Quello che gli organizzatori chiedono è:

  1. «l’abolizione totale – anche dal dibattito pubblico e mediatico – di qualsivoglia misura discriminatoria verso chi abbia liberamente scelto di non vaccinarsi o verso chi, pur volendo, non abbia potuto né possa farlo;
  2. l’abolizione dall’agenda politica nazionale e mondiale di qualsiasi misura restrittiva nei confronti di persone perfettamente sane. Mai più lockdown, coprifuoco e qualsiasi forma di intollerabile sopruso altrimenti denominato. Mai più toni bellici usati verso i civili, mai più terrore negli anziani e nei bambini. Non siamo i sudditi di una tirannide, non accetteremo di essere nuovamente rinchiusi ai domiciliari: seppure dovesse coglierci una recrudescenza della pandemia, la affronteremo con condotte responsabili e senza panico. Non possiamo smettere di vivere per un virus;
  3. la radicale modifica di tutto l’impianto di quel ricatto a strozzo meglio noto come Recovery Fund, strumento attualmente destinato in buona parte alla digitalizzazione. Il paradosso è proprio questo: per rispondere a una pandemia che pur uccidendo lo “zero-virgola” è apparentemente riuscita a minacciare i sistemi sanitari di tutto il mondo, si sta ora procedendo con una misura che non si concentra affatto sui sistemi sanitari. Non si comprende il perché di una tale assurdità, perciò si richiede con forza di fare una inversione a U e di potenziare tutti i principali settori pubblici (sanità, scuola, trasporti e così via);
  4. la pretesa che i nostri media di massa promuovano finalmente un dibattito pubblico scientifico che sia intellettualmente onesto e massimamente aperto a quei medici, giuristi, filosofi e giornalisti che abbiano maturato una posizione critica nei confronti della narrazione istituzionale. Si richiede, in particolare, che i mezzi di informazione e i giornalisti di ogni testata facciano piena luce sui protocolli anti-covid elaborati da vari gruppi di medici e da varie associazioni, affinché le istituzioni politiche acquisiscano tali protocolli terapeutici e possano indicarli come misure di contrasto alla pandemia;
  5. la richiesta di dimissioni in blocco dell’intero governo, e in primo luogo del Ministro della salute Roberto Speranza.

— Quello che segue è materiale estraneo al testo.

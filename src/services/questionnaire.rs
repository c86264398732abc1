//! Questionnaire gap recommender.
//!
//! Flags categories that the supplied evaluations cover too thinly for the
//! risk at hand and proposes follow-up questions from a fixed bank.

use serde::{Deserialize, Serialize};

use crate::models::evaluation::Category;
use crate::models::risk::RiskContext;
use crate::services::insights::InsightTally;

/// Subject of a questionnaire recommendation.
#[derive(Debug, Clone, Copy, PartialEq, Eq, Serialize, Deserialize)]
#[serde(rename_all = "snake_case")]
pub enum QuestionnaireTopic {
    Access,
    Perimeter,
    Surveillance,
    Lighting,
    Training,
    Procedures,
    Incidents,
    Infrastructure,
    DataProtection,
    PersonnelSafety,
}

impl From<Category> for QuestionnaireTopic {
    fn from(category: Category) -> Self {
        match category {
            Category::Access => Self::Access,
            Category::Perimeter => Self::Perimeter,
            Category::Surveillance => Self::Surveillance,
            Category::Lighting => Self::Lighting,
            Category::Training => Self::Training,
            Category::Procedures => Self::Procedures,
            Category::Incidents => Self::Incidents,
            Category::Infrastructure => Self::Infrastructure,
        }
    }
}

/// Suggested follow-up questions for one under-covered topic.
#[derive(Debug, Clone, Serialize, Deserialize, PartialEq)]
pub struct QuestionnaireRecommendation {
    pub topic: QuestionnaireTopic,
    pub reason: String,
    pub suggested_questions: Vec<String>,
}

/// Coverage rule for one category.
struct CoverageRule {
    category: Category,
    minimum: usize,
    /// Empty means always relevant.
    relevance: &'static [&'static str],
    questions: [&'static str; 5],
}

const COVERAGE_RULES: [CoverageRule; 8] = [
    CoverageRule {
        category: Category::Access,
        minimum: 2,
        relevance: &["accès", "intrusion", "vol", "serveur", "données"],
        questions: [
            "Un contrôle d'accès (badge, code, biométrie) protège-t-il les zones sensibles ?",
            "Les droits d'accès sont-ils revus au moins une fois par an ?",
            "Les accès des visiteurs sont-ils enregistrés et accompagnés ?",
            "Les badges perdus ou des personnes parties sont-ils désactivés immédiatement ?",
            "Les tentatives d'accès refusées sont-elles journalisées et analysées ?",
        ],
    },
    CoverageRule {
        category: Category::Perimeter,
        minimum: 1,
        relevance: &["intrusion", "vol", "site", "extérieur", "périmètre"],
        questions: [
            "Le site est-il entièrement ceint d'une clôture en bon état ?",
            "Les portails et barrières sont-ils fermés en dehors des heures d'ouverture ?",
            "Le périmètre est-il équipé d'une détection d'intrusion ?",
            "La végétation est-elle entretenue pour éviter les angles morts le long de la clôture ?",
            "Les points de franchissement du périmètre sont-ils inspectés régulièrement ?",
        ],
    },
    CoverageRule {
        category: Category::Surveillance,
        minimum: 2,
        relevance: &[],
        questions: [
            "Un système de vidéosurveillance couvre-t-il les accès principaux ?",
            "Les images de vidéosurveillance sont-elles conservées et consultables ?",
            "Un gardiennage ou des rondes sont-ils assurés hors des heures ouvrées ?",
            "Les alarmes sont-elles reliées à un centre de télésurveillance ?",
            "Les caméras font-elles l'objet d'une maintenance préventive ?",
        ],
    },
    CoverageRule {
        category: Category::Lighting,
        minimum: 1,
        relevance: &["intrusion", "vol", "nuit", "parking", "extérieur"],
        questions: [
            "Les abords du site bénéficient-ils d'un éclairage nocturne suffisant ?",
            "Le parking est-il éclairé sur toute sa surface ?",
            "L'éclairage extérieur est-il asservi à une détection de présence ?",
            "Les luminaires défectueux sont-ils remplacés rapidement ?",
            "Les zones de livraison sont-elles éclairées pendant les opérations ?",
        ],
    },
    CoverageRule {
        category: Category::Training,
        minimum: 1,
        relevance: &["personnel", "agression", "erreur", "humain", "formation"],
        questions: [
            "Le personnel a-t-il suivi une formation de sensibilisation à la sûreté ?",
            "Des exercices de mise en situation sont-ils organisés chaque année ?",
            "Les nouveaux arrivants reçoivent-ils une formation aux consignes de sécurité ?",
            "Le personnel sait-il à qui signaler un comportement suspect ?",
            "Les formations sont-elles tracées et renouvelées périodiquement ?",
        ],
    },
    CoverageRule {
        category: Category::Procedures,
        minimum: 2,
        relevance: &[],
        questions: [
            "Une procédure de gestion des incidents de sécurité est-elle formalisée ?",
            "Un plan d'urgence est-il rédigé et connu du personnel ?",
            "Les consignes de fermeture du site sont-elles écrites et appliquées ?",
            "Un protocole d'alerte des forces de l'ordre est-il défini ?",
            "Les procédures sont-elles revues après chaque incident ?",
        ],
    },
    CoverageRule {
        category: Category::Incidents,
        minimum: 1,
        relevance: &[],
        questions: [
            "Un incident de sécurité est-il survenu au cours des douze derniers mois ?",
            "Une intrusion a-t-elle été constatée sur le site ?",
            "Des vols ont-ils été déclarés au cours des trois dernières années ?",
            "Une agression envers le personnel a-t-elle été signalée ?",
            "Les incidents sont-ils consignés dans un registre ?",
        ],
    },
    CoverageRule {
        category: Category::Infrastructure,
        minimum: 1,
        relevance: &["bâtiment", "incendie", "inondation", "infrastructure", "local"],
        questions: [
            "Le bâtiment est-il conforme aux normes de sécurité en vigueur ?",
            "Les portes extérieures sont-elles renforcées et équipées de serrures de sûreté ?",
            "Les locaux techniques sont-ils fermés à clé ?",
            "L'infrastructure fait-elle l'objet d'inspections périodiques ?",
            "Les issues de secours sont-elles dégagées et signalées ?",
        ],
    },
];

const DATA_PROTECTION_KEYWORDS: &[&str] = &["données", "information"];
const DATA_PROTECTION_QUESTIONS: [&str; 5] = [
    "Les données sensibles sont-elles chiffrées au repos et en transit ?",
    "Des sauvegardes régulières sont-elles réalisées et testées ?",
    "Les accès aux systèmes d'information sont-ils protégés par une authentification forte ?",
    "Une politique de classification de l'information est-elle appliquée ?",
    "Les supports contenant des données sont-ils détruits de manière sécurisée ?",
];

const PERSONNEL_SAFETY_KEYWORDS: &[&str] = &["personnel", "agression"];
const PERSONNEL_SAFETY_QUESTIONS: [&str; 5] = [
    "Le personnel exposé dispose-t-il d'un moyen d'alerte rapide ?",
    "Les postes d'accueil sont-ils aménagés pour protéger les agents ?",
    "Une procédure de prise en charge après agression est-elle prévue ?",
    "Le travail isolé fait-il l'objet de mesures spécifiques ?",
    "Le personnel est-il formé à la gestion des situations conflictuelles ?",
];

/// Recommend follow-up questions for under-covered topics.
pub fn recommend(context: &RiskContext, tally: &InsightTally) -> Vec<QuestionnaireRecommendation> {
    let mut recommendations: Vec<QuestionnaireRecommendation> = COVERAGE_RULES
        .iter()
        .filter_map(|rule| coverage_gap(rule, context, tally))
        .collect();

    if context.target_mentions(DATA_PROTECTION_KEYWORDS) {
        recommendations.push(QuestionnaireRecommendation {
            topic: QuestionnaireTopic::DataProtection,
            reason: "La cible concerne des données ou de l'information : \
                     la protection des données doit être évaluée"
                .to_string(),
            suggested_questions: owned_questions(&DATA_PROTECTION_QUESTIONS),
        });
    }
    if context.target_mentions(PERSONNEL_SAFETY_KEYWORDS) {
        recommendations.push(QuestionnaireRecommendation {
            topic: QuestionnaireTopic::PersonnelSafety,
            reason: "La cible concerne le personnel : la sécurité des personnes doit être évaluée"
                .to_string(),
            suggested_questions: owned_questions(&PERSONNEL_SAFETY_QUESTIONS),
        });
    }

    tracing::debug!(
        recommendations = recommendations.len(),
        "Computed questionnaire coverage gaps"
    );

    recommendations
}

fn coverage_gap(
    rule: &CoverageRule,
    context: &RiskContext,
    tally: &InsightTally,
) -> Option<QuestionnaireRecommendation> {
    let covered = tally.answers(rule.category).len();
    if covered >= rule.minimum {
        return None;
    }
    if !rule.relevance.is_empty() && !context.mentions(rule.relevance) {
        return None;
    }

    Some(QuestionnaireRecommendation {
        topic: rule.category.into(),
        reason: format!(
            "{covered} question(s) sur le thème « {} » alors qu'au moins {} sont attendues pour ce scénario",
            rule.category.label(),
            rule.minimum
        ),
        suggested_questions: owned_questions(&rule.questions),
    })
}

fn owned_questions(questions: &[&str]) -> Vec<String> {
    questions.iter().map(|q| q.to_string()).collect()
}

Difatti, se è vero – come sostenuto dall’Avvocatura dello Stato – che nel computo dei decessi Covid siano stati inseriti tutti i soggetti positivi al virus, inclusi quelli che non hanno sviluppato alcun sintomo, allora Roberto Speranza va quantomeno processato per procurato allarme, essendo – in qualità di Ministro – responsabile di tutte le attività del suo Ministero. A tale rilievo si aggiunge la necessità di verificare eventuali responsabilità in termini di aggiornamento del piano pandemico, pure con riferimento al reato di epidemia colposa;
  6. la richesta di un referendum popolare per procedere con l’elezione di una nuova Assemblea Costituente, composta dalla più ampia rappresentanza sociale possibile, che si faccia carico di effettuare tutti quei cambiamenti radicali che consentano al sistema di rimuovere le cause, non solo alcuni sintomi, del suo tracollo. Se rivoluzione deve essere, lo sia davvero: de jure, non di fatto, non violenta, legale, partecipata dalla società civile».